[Stored data]
=-=-=-=-=
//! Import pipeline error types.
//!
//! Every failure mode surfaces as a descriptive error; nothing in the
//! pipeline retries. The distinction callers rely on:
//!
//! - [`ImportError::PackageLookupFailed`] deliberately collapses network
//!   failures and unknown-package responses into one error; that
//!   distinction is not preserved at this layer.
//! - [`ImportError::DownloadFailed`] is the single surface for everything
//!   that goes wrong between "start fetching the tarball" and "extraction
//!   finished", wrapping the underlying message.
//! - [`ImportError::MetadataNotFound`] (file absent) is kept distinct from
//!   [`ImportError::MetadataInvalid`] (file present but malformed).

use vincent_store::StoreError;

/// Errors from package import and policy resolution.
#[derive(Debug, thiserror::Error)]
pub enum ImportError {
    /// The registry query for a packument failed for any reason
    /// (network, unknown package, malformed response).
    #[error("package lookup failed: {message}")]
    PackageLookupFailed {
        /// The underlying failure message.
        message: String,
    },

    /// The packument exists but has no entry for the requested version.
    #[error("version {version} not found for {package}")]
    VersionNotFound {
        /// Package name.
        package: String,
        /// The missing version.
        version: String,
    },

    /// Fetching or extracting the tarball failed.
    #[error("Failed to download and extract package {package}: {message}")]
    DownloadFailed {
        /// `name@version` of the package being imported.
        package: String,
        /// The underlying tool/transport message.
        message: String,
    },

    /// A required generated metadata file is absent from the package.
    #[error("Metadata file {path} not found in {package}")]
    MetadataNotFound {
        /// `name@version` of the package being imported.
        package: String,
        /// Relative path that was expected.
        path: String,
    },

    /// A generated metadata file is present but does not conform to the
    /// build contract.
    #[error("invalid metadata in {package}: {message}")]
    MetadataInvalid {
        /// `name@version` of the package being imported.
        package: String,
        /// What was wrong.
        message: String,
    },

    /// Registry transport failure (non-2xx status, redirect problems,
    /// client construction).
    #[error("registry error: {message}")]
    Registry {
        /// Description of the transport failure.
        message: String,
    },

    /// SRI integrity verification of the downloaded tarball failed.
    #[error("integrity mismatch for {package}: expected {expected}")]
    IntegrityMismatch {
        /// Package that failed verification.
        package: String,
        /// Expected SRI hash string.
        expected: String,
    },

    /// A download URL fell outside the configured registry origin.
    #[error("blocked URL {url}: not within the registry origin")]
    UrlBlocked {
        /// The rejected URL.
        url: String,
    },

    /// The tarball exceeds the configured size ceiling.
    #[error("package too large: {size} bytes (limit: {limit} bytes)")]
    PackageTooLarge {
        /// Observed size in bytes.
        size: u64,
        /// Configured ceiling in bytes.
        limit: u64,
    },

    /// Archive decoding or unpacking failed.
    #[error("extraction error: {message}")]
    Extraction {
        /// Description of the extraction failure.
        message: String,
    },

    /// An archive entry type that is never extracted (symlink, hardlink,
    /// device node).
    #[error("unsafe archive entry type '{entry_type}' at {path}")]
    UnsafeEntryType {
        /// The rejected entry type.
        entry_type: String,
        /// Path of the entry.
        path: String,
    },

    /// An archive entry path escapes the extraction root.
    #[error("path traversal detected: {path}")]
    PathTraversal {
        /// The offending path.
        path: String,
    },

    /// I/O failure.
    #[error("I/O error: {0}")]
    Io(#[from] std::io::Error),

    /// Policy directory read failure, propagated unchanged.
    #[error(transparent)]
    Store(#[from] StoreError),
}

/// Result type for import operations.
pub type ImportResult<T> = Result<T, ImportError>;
=-=-=-=-=
WHAT IS REQUIRED
Copy task for the entries above: every line with the string "PackageLookupFailed".

EXERCISE SOLUTION
//! - [`ImportError::PackageLookupFailed`] deliberately collapses network
    PackageLookupFailed {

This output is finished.